魔鉄鋼を抱えたクルスはぼうっと海を眺めている。
子供の遊ぶ声と観光客の賑わいで世界がなんだか明るい。いつもは嫌な気持ちになるのに、隣に知り合いがいるだけで気分が違う。
不思議な気持ちに、いつもは釣り上がり気味の目尻が下がった。
「スートの柄が変わるのは、生まれ変わるに等しくて、つまり死と再生が起こる。そのとき高濃度の魔力が生まれるんだよ。私が飲んでたのはそれ。飲めるの?」
「無理。えっ、……ま、まだ髪の毛が黒いし、生物は高濃度の魔力に浸かると頭がおかしくなるでしょ」
「時間が経てば治るよ。しばらく魔法は使えないから君が禁足地で困ってても、今回みたいに飛べないのは申し訳ないけど」
「いいよそんなの。元々一人で行ってたし……あ、あのさ。やっぱり病院行かない? 成り行きでまったりしてたけど、診てもらったほうがいいでしょ。歩けないならおぶろうか。君軽いから大丈夫だし」
「行きたくない」
「う、受付なら僕が手続きするけど」
「行きたくない……」
「あ、はい。本当に行かなくていいんだよね」
恐る恐るなクルスに頷いた。
不安そうな顔付きのクルスに、悩ましく眉間に皺を寄せる。
一族の者なら説明は不要だった。けれど相手は妖精に見えるが、人属の他世界の男の子だ。

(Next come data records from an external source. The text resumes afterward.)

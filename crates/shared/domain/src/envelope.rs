use serde::{Deserialize, Serialize};

pub const OPERATION_COMPLETED: &str = "Operation completed successfully";

/// JSON body the gateway produces itself, as opposed to bodies relayed from upstream.
#[derive(Debug, Clone, PartialEq, Eq, Serialize, Deserialize)]
#[serde(rename_all = "camelCase")]
pub struct Envelope {
    pub success: bool,
    #[serde(default, skip_serializing_if = "Option::is_none")]
    pub message: Option<String>,
    #[serde(default, skip_serializing_if = "Option::is_none")]
    pub file_url: Option<String>,
}

impl Envelope {
    /// Stand-in for an upstream success that came back without a body.
    #[must_use]
    pub fn completed() -> Self {
        Self { success: true, message: Some(OPERATION_COMPLETED.to_owned()), file_url: None }
    }

    #[must_use]
    pub fn failure(message: impl Into<String>) -> Self {
        Self { success: false, message: Some(message.into()), file_url: None }
    }

    #[must_use]
    pub fn file_url(url: impl Into<String>) -> Self {
        Self { success: true, message: None, file_url: Some(url.into()) }
    }
}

「確かに高濃度の魔力は毒だけど、魔法使いは処理能力も備わってる。それに体内の魔力を抜くことはできないんだよ、とても難しいから。だから時間で解決するしかない。スートについてどこまで知ってる?」
「三つの形があること。剣は強靱な精神、王冠は強靱な肉体、鈴は霊的な才能を表すんでしょ」
「もう一つ形があって、四つ目にカップがある。私たちはスートが形を変えるとき高濃度の魔力が発生するのと同時に、剣となるなら狂人に、王冠は怪物へ、鈴は現象、カップは異界化すると考えているの」
つまりジョーカーになるということだ。カップを見つけられないのはそのせいだという説もある。ジョーカーは昔、他の誰かだったのではないかと。
初耳だった。
けれどすぐに愚か者が試す様子が脳裏に浮かび、クルスは自分が知ったら伏せるほうを選ぶと思った。だが狂人も怪物もヤバい。
もしそうなったらと言う問いをリートは一蹴した。
「剣や王冠に変わっても必ず連続殺人犯や、世界を滅ぼす化け物になるわけじゃないよ。天才は普通の人と違うことをするでしょう? 怪物は厳しい土地で生きていける強い生き物だし」
「ああ、なる。そういう感じなわけ……。じゃあリート氏は『反転する死者の界』のスートをもう一度変化させたってことか」
「そう。以前の失敗の理由を抱えたままじゃ無理なのは判りきってた。だから飲み干して、願いの形を選り分けて二度目の再生を促した」
魔法を使って。
結果、リートの体内には高濃度の魔力が蓄積している状態だ。
「気になったんだが、高濃度の魔力は魔法を使って消費できないの」
「そう単純な話じゃないんだよ。今は脳味噌を半分眠らせて抑えてる状態で、魔法をまともに扱える気がしない。こういうときは大人しくするに限るよ」
「は? 脳味噌半分停止させてるの? 頭大丈夫?」
「止めてよその言い方。鯨は滅多に熟睡しないでしょ。鯨も私も脳味噌を半分ずつ休ませることができるんだよ。全休眠すれば回復は早いけど――どうしたの」
みるみる顔色が悪くなっていくので言葉を止めた。
「鯨の人魚は……三千世界を旅してもいないって言われてるが」
「不思議だよね。どの異界でもドラゴンと同じ分類にされるのは。どこか一つでも人魚だと言ってもおかしくないのにね。まあ、妖精の欠落があるからだけど」
半開きの口が、はくはくと動き出す。まるで囀ることを忘れた小鳥だ。事実そうで、クルスは絶句していた。聞いた言葉を飲み込めず蒼白になる。
「い、ま……君、妖精の欠落って言った」
そうだった。
リートは疲れ果てた脳味噌で思い出す。
クルスはリートが妖精だと知らない。
バレてしまっては仕方ないと立ち上がって服の裾を引けば、地面につかない足が現れる。
リートの妖精の欠落だ。
「騙すつもりはなかったけど、結果的にそうなってる……。でも妖精が全部嫌ってるわけじゃ――ないっていうのは、嘘じゃない」
リートは視線を下げた。
唇を噛んで走り去る背中を追うことなく、尻すぼみに続けた。